Myrrhis odorata, with common names cicely ( ), sweet cicely, myrrh, garden myrrh, and sweet chervil, is a herbaceous perennial plant belonging to the celery family Apiaceae. It is the only species in the genus Myrrhis.

Etymology
The genus name Myrrhis derives from the Greek word myrrhis [μυρρίς], an aromatic oil from Asia. The Latin species name odorata means scented.

Description
 Myrrhis odorata is a tall herbaceous perennial plant growing to 2 m [6 ft 6 in] tall, depending on circumstances. The leaves are fern-like, 2-4-pinnate, finely divided, feathery, up to 50 cm long, with whitish patches near the rachis.
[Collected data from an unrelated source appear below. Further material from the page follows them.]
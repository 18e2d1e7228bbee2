//! Content-stream interpretation.
//!
//! Walks a page's drawing operators with a small graphics-state machine and
//! reports every text show, path fill and image placement with its bounding
//! box in page coordinates. The same walk drives the drawing-operator log,
//! the batched text redactions and the image-placement listing.
//!
//! Text extents are estimated with Helvetica metrics regardless of the
//! actual font; the log consumers only need containment and overlap
//! relations, not typographically exact boxes.

use lopdf::content::{Content, Operation};
use lopdf::{Dictionary, Object};

use super::document::number;
use super::{BboxEntry, BboxKind, Pdf, Result};
use crate::geometry::{Matrix, Point, Rect};
use crate::pdf::fonts;

const MAX_FORM_DEPTH: usize = 4;

#[derive(Debug, Clone)]
pub(crate) struct ImagePlacement {
    pub name: String,
    /// Composed transform placing the image unit square in content space.
    pub ctm: Matrix,
}

#[derive(Debug)]
enum Drawn {
    Text { kind: BboxKind, rect: Rect },
    Path { kind: BboxKind, rect: Rect },
    Image { placement: ImagePlacement, rect: Rect },
}

#[derive(Debug)]
struct Event {
    drawn: Drawn,
    /// Index into the page's top-level operation list; `None` inside form
    /// XObjects.
    top_level_index: Option<usize>,
}

struct TextState {
    tm: Matrix,
    tlm: Matrix,
    size: f32,
    leading: f32,
    hscale: f32,
    render_mode: i64,
}

impl Default for TextState {
    fn default() -> Self {
        TextState {
            tm: Matrix::IDENTITY,
            tlm: Matrix::IDENTITY,
            size: 0.0,
            leading: 0.0,
            hscale: 1.0,
            render_mode: 0,
        }
    }
}

struct Interpreter<'a> {
    pdf: &'a Pdf,
    to_page: Matrix,
    events: Vec<Event>,
}

impl<'a> Interpreter<'a> {
    fn run(
        &mut self,
        operations: &[Operation],
        resources: &Dictionary,
        base_ctm: Matrix,
        depth: usize,
        top_level: bool,
    ) {
        let mut ctm = base_ctm;
        let mut stack: Vec<Matrix> = Vec::new();
        let mut text = TextState::default();
        let mut path: Vec<Point> = Vec::new();

        for (op_index, op) in operations.iter().enumerate() {
            let index = top_level.then_some(op_index);
            let operands = &op.operands;
            match op.operator.as_str() {
                "q" => stack.push(ctm),
                "Q" => {
                    if let Some(saved) = stack.pop() {
                        ctm = saved;
                    }
                }
                "cm" => {
                    if let Some(m) = matrix_from_operands(operands) {
                        ctm = m.concat(&ctm);
                    }
                }

                // -- text state ------------------------------------------
                "BT" => {
                    text.tm = Matrix::IDENTITY;
                    text.tlm = Matrix::IDENTITY;
                }
                "ET" => {}
                "Tf" => {
                    if let Some(size) = operands.get(1).and_then(number) {
                        text.size = size;
                    }
                }
                "Tz" => {
                    if let Some(scale) = operands.first().and_then(number) {
                        text.hscale = scale / 100.0;
                    }
                }
                "TL" => {
                    if let Some(leading) = operands.first().and_then(number) {
                        text.leading = leading;
                    }
                }
                "Tr" => {
                    if let Some(Object::Integer(mode)) = operands.first() {
                        text.render_mode = *mode;
                    }
                }
                "Td" => {
                    self.text_move(&mut text, operands.first(), operands.get(1));
                }
                "TD" => {
                    if let Some(ty) = operands.get(1).and_then(number) {
                        text.leading = -ty;
                    }
                    self.text_move(&mut text, operands.first(), operands.get(1));
                }
                "Tm" => {
                    if let Some(m) = matrix_from_operands(operands) {
                        text.tm = m;
                        text.tlm = m;
                    }
                }
                "T*" => self.next_line(&mut text),

                // -- text showing ----------------------------------------
                "Tj" => {
                    if let Some(Object::String(bytes, _)) = operands.first() {
                        self.show_text(&mut text, &ctm, text_width_units(bytes), index);
                    }
                }
                "'" => {
                    self.next_line(&mut text);
                    if let Some(Object::String(bytes, _)) = operands.first() {
                        self.show_text(&mut text, &ctm, text_width_units(bytes), index);
                    }
                }
                "\"" => {
                    self.next_line(&mut text);
                    if let Some(Object::String(bytes, _)) = operands.get(2) {
                        self.show_text(&mut text, &ctm, text_width_units(bytes), index);
                    }
                }
                "TJ" => {
                    if let Some(Object::Array(items)) = operands.first() {
                        let mut units = 0.0f32;
                        for item in items {
                            match item {
                                Object::String(bytes, _) => units += text_width_units(bytes),
                                other => {
                                    if let Some(adjust) = number(other) {
                                        units -= adjust / 1000.0;
                                    }
                                }
                            }
                        }
                        self.show_text(&mut text, &ctm, units, index);
                    }
                }

                // -- path construction and painting ----------------------
                "m" | "l" => {
                    if let Some(p) = point_from_operands(operands, 0) {
                        path.push(p.transform(&ctm));
                    }
                }
                "c" => {
                    for i in 0..3 {
                        if let Some(p) = point_from_operands(operands, i * 2) {
                            path.push(p.transform(&ctm));
                        }
                    }
                }
                "v" | "y" => {
                    for i in 0..2 {
                        if let Some(p) = point_from_operands(operands, i * 2) {
                            path.push(p.transform(&ctm));
                        }
                    }
                }
                "re" => {
                    if let (Some(x), Some(y), Some(w), Some(h)) = (
                        operands.first().and_then(number),
                        operands.get(1).and_then(number),
                        operands.get(2).and_then(number),
                        operands.get(3).and_then(number),
                    ) {
                        for corner in [
                            Point::new(x, y),
                            Point::new(x + w, y),
                            Point::new(x + w, y + h),
                            Point::new(x, y + h),
                        ] {
                            path.push(corner.transform(&ctm));
                        }
                    }
                }
                "f" | "F" | "f*" | "b" | "b*" | "B" | "B*" => {
                    self.paint_path(&mut path, BboxKind::FillPath, index);
                }
                "S" | "s" => {
                    self.paint_path(&mut path, BboxKind::Other, index);
                }
                "n" => path.clear(),

                // -- XObjects --------------------------------------------
                "Do" => {
                    if let Some(Object::Name(name)) = operands.first() {
                        self.invoke_xobject(name, resources, &ctm, depth, index);
                    }
                }
                "BI" => {
                    // Inline image; extent is the unit square under the CTM.
                    let rect = Rect::UNIT.transform(&ctm.concat(&self.to_page));
                    self.events.push(Event {
                        drawn: Drawn::Image {
                            placement: ImagePlacement {
                                name: String::new(),
                                ctm,
                            },
                            rect,
                        },
                        top_level_index: index,
                    });
                }
                _ => {}
            }
        }
    }

    fn text_move(&mut self, text: &mut TextState, tx: Option<&Object>, ty: Option<&Object>) {
        let tx = tx.and_then(number).unwrap_or(0.0);
        let ty = ty.and_then(number).unwrap_or(0.0);
        text.tlm = Matrix::translate(tx, ty).concat(&text.tlm);
        text.tm = text.tlm;
    }

    fn next_line(&mut self, text: &mut TextState) {
        text.tlm = Matrix::translate(0.0, -text.leading).concat(&text.tlm);
        text.tm = text.tlm;
    }

    /// Records a text-show event and advances the text matrix.
    fn show_text(
        &mut self,
        text: &mut TextState,
        ctm: &Matrix,
        width_units: f32,
        index: Option<usize>,
    ) {
        let advance = width_units * text.size * text.hscale;
        if text.size > 0.0 && advance.abs() > 0.0 {
            let local = Rect::new(
                0.0,
                fonts::descent(text.size),
                advance,
                fonts::ascent(text.size),
            );
            let full = text.tm.concat(ctm).concat(&self.to_page);
            let rect = local.transform(&full);
            let kind = match text.render_mode {
                3 | 7 => BboxKind::IgnoreText,
                1 | 5 => BboxKind::StrokeText,
                _ => BboxKind::FillText,
            };
            self.events.push(Event {
                drawn: Drawn::Text { kind, rect },
                top_level_index: index,
            });
        }
        text.tm = Matrix::translate(advance, 0.0).concat(&text.tm);
    }

    fn paint_path(&mut self, path: &mut Vec<Point>, kind: BboxKind, index: Option<usize>) {
        if path.is_empty() {
            return;
        }
        let mut rect = Rect::new(path[0].x, path[0].y, path[0].x, path[0].y);
        for p in path.iter() {
            rect.x0 = rect.x0.min(p.x);
            rect.y0 = rect.y0.min(p.y);
            rect.x1 = rect.x1.max(p.x);
            rect.y1 = rect.y1.max(p.y);
        }
        let rect = rect.transform(&self.to_page);
        self.events.push(Event {
            drawn: Drawn::Path { kind, rect },
            top_level_index: index,
        });
        path.clear();
    }

    fn invoke_xobject(
        &mut self,
        name: &[u8],
        resources: &Dictionary,
        ctm: &Matrix,
        depth: usize,
        index: Option<usize>,
    ) {
        let pdf = self.pdf;
        let xobject = resources
            .get(b"XObject")
            .ok()
            .map(|x| pdf.resolve(x))
            .and_then(|x| x.as_dict().ok())
            .and_then(|xobjects| xobjects.get(name).ok())
            .map(|x| pdf.resolve(x));
        let stream = match xobject {
            Some(Object::Stream(stream)) => stream,
            _ => return,
        };
        let subtype = match stream.dict.get(b"Subtype") {
            Ok(Object::Name(subtype)) => subtype.as_slice(),
            _ => return,
        };
        match subtype {
            b"Image" => {
                let rect = Rect::UNIT.transform(&ctm.concat(&self.to_page));
                self.events.push(Event {
                    drawn: Drawn::Image {
                        placement: ImagePlacement {
                            name: String::from_utf8_lossy(name).into_owned(),
                            ctm: *ctm,
                        },
                        rect,
                    },
                    top_level_index: index,
                });
            }
            b"Form" if depth < MAX_FORM_DEPTH => {
                let form_matrix = stream
                    .dict
                    .get(b"Matrix")
                    .ok()
                    .and_then(|m| m.as_array().ok())
                    .and_then(|arr| matrix_from_operands(arr))
                    .unwrap_or(Matrix::IDENTITY);
                let inner_resources = stream
                    .dict
                    .get(b"Resources")
                    .ok()
                    .map(|r| pdf.resolve(r))
                    .and_then(|r| r.as_dict().ok())
                    .cloned()
                    .unwrap_or_else(|| resources.clone());
                let data = stream
                    .decompressed_content()
                    .unwrap_or_else(|_| stream.content.clone());
                if let Ok(content) = Content::decode(&data) {
                    self.run(
                        &content.operations,
                        &inner_resources,
                        form_matrix.concat(ctm),
                        depth + 1,
                        false,
                    );
                }
            }
            _ => {}
        }
    }
}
The plant is softly hairy and smells strongly of aniseed when crushed. The flowers are creamy-white, about 2–4 mm across, produced in large umbels. The flowering period extends from May to June. The fruits are slender, dark brown, 15–25 mm long and 3–4 mm broad.

Distribution and habitat
Myrrhis odorata is native to mountains of southern and central Europe, from the Pyrenees to the Caucasus. It has been introduced and naturalized elsewhere in cultivated areas, woodland margins, roadside verges, river banks and grassland. In the British Isles it is most abundant in northern England and eastern Scotland.

Cultivation and uses
In fertile soils it grows readily from seed, and may be increased by division in spring or autumn.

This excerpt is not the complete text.